上写真=川崎Fのアカデミーで育ち、今季でプロ4年目のMF田中(写真◎Getty Images)
上向きの成長曲線
公式戦全勝を飾った7月を振り返り、「個人としてのプレーは満足していないけど、チームとして良い状態で来ているので、楽しくやれています」と語った田中。連戦のなかで5試合に出場し、そのうち4試合はフル出場を果たしたが「体的にはすごく良い状態」と、若さの特権を享受している。
今季任される4-3-3のアンカーは、チームの成績を左右する重要なポジション。レギュラー組では最年少となるが、試合が始まると大声を張り上げて先輩たちに指示を送る。「今年からフォーメーションが変わって、サッカーも変わって、今までとは違う課題を感じているので、そういうものを一つずつ克服できれば、よりレベルの高い選手になれると思う」。新しいチャレンジに前向きに取り組んでいる。

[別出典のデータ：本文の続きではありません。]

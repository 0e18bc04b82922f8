use core::str::FromStr;

use chrono::{DateTime, NaiveDate, Utc};
use rust_decimal::Decimal;
use serde::{Deserialize, Serialize};

use bursar_core::{Currency, DomainError, InvoiceId, PaymentId, SchoolId, StudentId};
use bursar_invoicing::{Invoice, InvoiceStatus, Payment};
use bursar_schools::{School, Student};

// -------------------------
// Request DTOs
// -------------------------

#[derive(Debug, Deserialize)]
pub struct NameRequest {
    pub name: String,
}

/// OAuth2 password-style form: `username=<email>&password=<password>`.
#[derive(Deserialize)]
pub struct TokenRequest {
    pub username: String,
    pub password: String,
}

#[derive(Debug, Deserialize)]
pub struct EnrollStudentRequest {
    pub name: String,
    pub school_id: String,
}

/// Monetary amount as sent by clients: `"40.00"` or `40`.
#[derive(Debug, Clone, Deserialize)]
#[serde(untagged)]
pub enum AmountInput {
    Text(String),
    Number(serde_json::Number),
}

impl AmountInput {
    pub fn to_decimal(&self) -> Result<Decimal, DomainError> {
        let raw = match self {
            AmountInput::Text(s) => s.trim().to_string(),
            AmountInput::Number(n) => n.to_string(),
        };
        Decimal::from_str(&raw)
            .or_else(|_| Decimal::from_scientific(&raw))
            .map_err(|_| DomainError::invalid_amount(format!("'{raw}' is not a decimal amount")))
    }
}

#[derive(Debug, Deserialize)]
pub struct IssueInvoiceRequest {
    pub student_id: String,
    pub amount: AmountInput,
    pub currency: Currency,
    pub due_date: NaiveDate,
}

#[derive(Debug, Deserialize)]
pub struct RegisterPaymentRequest {
    pub amount: AmountInput,
    /// Defaults to the invoice currency.
    pub currency: Option<Currency>,
}

#[derive(Debug, Deserialize)]
pub struct ProcessPaymentRequest {
    pub invoice_id: String,
    pub amount: AmountInput,
    pub currency: Option<Currency>,
}

#[derive(Debug, Default, Deserialize)]
pub struct ListQuery {
    pub limit: Option<u32>,
    pub offset: Option<u32>,
    pub school_id: Option<String>,
    pub student_id: Option<String>,
}

// -------------------------
// Response DTOs
// -------------------------

#[derive(Debug, Serialize)]
pub struct TokenResponse {
    pub access_token: String,
    pub token_type: &'static str,
    /// Seconds until the token expires.
    pub expires_in: i64,
}

#[derive(Debug, Serialize)]
pub struct SchoolResponse {
    pub id: SchoolId,
    pub name: String,
    pub created_at: DateTime<Utc>,
}

impl From<&School> for SchoolResponse {
    fn from(s: &School) -> Self {
        Self {
            id: s.id_typed(),
            name: s.name().to_string(),
            created_at: s.created_at(),
        }
    }
}

#[derive(Debug, Serialize)]
pub struct StudentResponse {
    pub id: StudentId,
    pub school_id: SchoolId,
    pub name: String,
    pub created_at: DateTime<Utc>,
}

impl From<&Student> for StudentResponse {
    fn from(s: &Student) -> Self {
        Self {
            id: s.id_typed(),
            school_id: s.school_id(),
            name: s.name().to_string(),
            created_at: s.created_at(),
        }
    }
}

#[derive(Debug, Serialize)]
pub struct PaymentResponse {
    pub id: PaymentId,
    pub invoice_id: InvoiceId,
    pub amount: Decimal,
    pub currency: Currency,
    pub paid_at: DateTime<Utc>,
}

impl From<&Payment> for PaymentResponse {
    fn from(p: &Payment) -> Self {
        Self {
            id: p.id_typed(),
            invoice_id: p.invoice_id(),
            amount: p.amount().amount(),
            currency: p.amount().currency(),
            paid_at: p.paid_at(),
        }
    }
}

#[derive(Debug, Serialize)]
pub struct InvoiceResponse {
    pub id: InvoiceId,
    pub student_id: StudentId,
    pub school_id: SchoolId,
    pub amount_total: Decimal,
    pub amount_paid: Decimal,
    pub amount_due: Decimal,
    pub currency: Currency,
    /// Effective status: `OVERDUE` once the due date has passed unpaid.
    pub status: InvoiceStatus,
    pub issued_at: DateTime<Utc>,
    pub due_date: NaiveDate,
    pub payments: Vec<PaymentResponse>,
}

impl From<&Invoice> for InvoiceResponse {
    fn from(i: &Invoice) -> Self {
        Self {
            id: i.id_typed(),
            student_id: i.student_id(),
            school_id: i.school_id(),
            amount_total: i.amount().amount(),
            amount_paid: i.amount_paid().amount(),
            amount_due: i.amount_due().amount(),
            currency: i.amount().currency(),
            status: i.effective_status(Utc::now().date_naive()),
            issued_at: i.issued_at(),
            due_date: i.due_date(),
            payments: i.payments().iter().map(PaymentResponse::from).collect(),
        }
    }
}

#[derive(Debug, Serialize)]
pub struct PaymentReceipt {
    pub payment: PaymentResponse,
    pub invoice: InvoiceResponse,
}

#[cfg(test)]
mod tests {
    use super::*;
    use rust_decimal_macros::dec;

    #[test]
    fn amounts_accept_strings_and_numbers() {
        let text: AmountInput = serde_json::from_str(r#""40.50""#).unwrap();
        assert_eq!(text.to_decimal().unwrap(), dec!(40.50));

        let number: AmountInput = serde_json::from_str("0.01").unwrap();
        assert_eq!(number.to_decimal().unwrap(), dec!(0.01));

        let bad: AmountInput = serde_json::from_str(r#""forty""#).unwrap();
        assert!(matches!(bad.to_decimal(), Err(DomainError::InvalidAmount(_))));
    }
}
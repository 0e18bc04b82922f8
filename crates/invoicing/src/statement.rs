//! Account statements: per-invoice balances plus totals for an owner.
//!
//! Totals are only ever summed within one currency. A statement whose invoices
//! disagree on currency reports `currency = "MIXED"` and no combined `total_due`;
//! the per-currency breakdown is always present.

use chrono::{DateTime, NaiveDate, Utc};
use rust_decimal::Decimal;
use serde::{Deserialize, Serialize};
use uuid::Uuid;

use bursar_core::{Currency, DomainError, DomainResult, InvoiceId, Money};

use crate::invoice::{Invoice, InvoiceStatus};

/// Ledger row for one invoice: its total and everything paid against it.
#[derive(Debug, Clone, PartialEq, Eq)]
pub struct InvoiceBalance {
    pub invoice_id: InvoiceId,
    pub amount_total: Money,
    pub amount_paid: Money,
    pub status: InvoiceStatus,
    pub issued_at: DateTime<Utc>,
    pub due_date: NaiveDate,
}

impl InvoiceBalance {
    pub fn from_invoice(invoice: &Invoice) -> Self {
        Self {
            invoice_id: invoice.id_typed(),
            amount_total: invoice.amount(),
            amount_paid: invoice.amount_paid(),
            status: invoice.status(),
            issued_at: invoice.issued_at(),
            due_date: invoice.due_date(),
        }
    }
}

/// One invoice as it appears on a statement.
#[derive(Debug, Clone, PartialEq, Eq, Serialize, Deserialize)]
pub struct StatementLine {
    pub id: InvoiceId,
    pub amount_total: Decimal,
    pub amount_paid: Decimal,
    pub amount_due: Decimal,
    pub currency: Currency,
    pub status: InvoiceStatus,
    pub issued_at: DateTime<Utc>,
    pub due_date: NaiveDate,
}

/// Amount still due in a single currency.
#[derive(Debug, Clone, PartialEq, Eq, Serialize, Deserialize)]
pub struct CurrencyTotal {
    pub currency: Currency,
    pub total_due: Decimal,
}

/// Statement currency: one shared code, or `MIXED`.
#[derive(Debug, Copy, Clone, PartialEq, Eq, Serialize, Deserialize)]
#[serde(into = "String", try_from = "String")]
pub enum StatementCurrency {
    Single(Currency),
    Mixed,
}

const MIXED: &str = "MIXED";

impl From<StatementCurrency> for String {
    fn from(value: StatementCurrency) -> Self {
        match value {
            StatementCurrency::Single(c) => c.code().to_string(),
            StatementCurrency::Mixed => MIXED.to_string(),
        }
    }
}

impl TryFrom<String> for StatementCurrency {
    type Error = DomainError;

    fn try_from(value: String) -> Result<Self, Self::Error> {
        if value == MIXED {
            return Ok(StatementCurrency::Mixed);
        }
        Ok(StatementCurrency::Single(value.parse()?))
    }
}

/// Computed account statement for a student or a school.
#[derive(Debug, Clone, PartialEq, Eq, Serialize, Deserialize)]
pub struct AccountStatement {
    pub entity_id: Uuid,
    pub generated_at: DateTime<Utc>,
    pub invoices: Vec<StatementLine>,
    /// Sum of `amount_due`; `None` when invoices span several currencies.
    pub total_due: Option<Decimal>,
    /// `None` when there are no invoices.
    pub currency: Option<StatementCurrency>,
    pub totals_by_currency: Vec<CurrencyTotal>,
}

impl AccountStatement {
    /// Build a statement from ledger rows.
    ///
    /// `amount_due = amount_total - amount_paid` per invoice, in that invoice's
    /// currency. Line status is the effective status as of `generated_at`.
    pub fn compute(
        entity_id: Uuid,
        rows: &[InvoiceBalance],
        generated_at: DateTime<Utc>,
    ) -> DomainResult<Self> {
        let today = generated_at.date_naive();
        let mut invoices = Vec::with_capacity(rows.len());
        let mut totals: Vec<Money> = Vec::new();

        for row in rows {
            let due = row.amount_total.checked_sub(&row.amount_paid).map_err(|e| {
                DomainError::invariant(format!("invoice {}: {e}", row.invoice_id))
            })?;

            match totals.iter_mut().find(|t| t.currency() == due.currency()) {
                Some(t) => *t = t.checked_add(&due)?,
                None => totals.push(due),
            }

            let status = if row.status != InvoiceStatus::Paid && row.due_date < today {
                InvoiceStatus::Overdue
            } else {
                row.status
            };

            invoices.push(StatementLine {
                id: row.invoice_id,
                amount_total: row.amount_total.amount(),
                amount_paid: row.amount_paid.amount(),
                amount_due: due.amount(),
                currency: row.amount_total.currency(),
                status,
                issued_at: row.issued_at,
                due_date: row.due_date,
            });
        }

        totals.sort_by_key(|t| t.currency());

        let (currency, total_due) = match totals.as_slice() {
            [] => (None, Some(Money::zero(Currency::Usd).amount())),
            [single] => (
                Some(StatementCurrency::Single(single.currency())),
                Some(single.amount()),
            ),
            _ => (Some(StatementCurrency::Mixed), None),
        };

        Ok(Self {
            entity_id,
            generated_at,
            invoices,
            total_due,
            currency,
            totals_by_currency: totals
                .into_iter()
                .map(|t| CurrencyTotal {
                    currency: t.currency(),
                    total_due: t.amount(),
                })
                .collect(),
        })
    }
}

大きく飛躍したプロ3年目の昨季、リーグ戦で自己最多となる24試合に出場し、ベストヤングプレーヤー賞を受賞した。東京五輪に出場する年代別代表にも定着し、U-22ブラジル代表戦ではミドルシュートで2得点を奪って勝利に貢献。日本サッカー協会の反町康治技術委員長は、同じく東京五輪世代の久保建英(マジョルカ)、堂安律(PSV)、冨安健洋(ボローニャ)らとともに田中の名前を挙げ、将来のA代表の中心を担っていくことに期待を寄せる。
本人も「目指しているのはA代表」ときっぱり。ただ「そこに入るにはもっと自分のクオリティーを上げていかないといけない」と一切慢心はない。次節はガンバ大阪との首位攻防戦。いまは今季最初の大一番に気持ちを集中させている。「ここからが本当の戦い。今までの結果は忘れて、次の試合に全力で挑むことが大事」。落ち着いた口調で、チームの中心としての自覚をにじませた。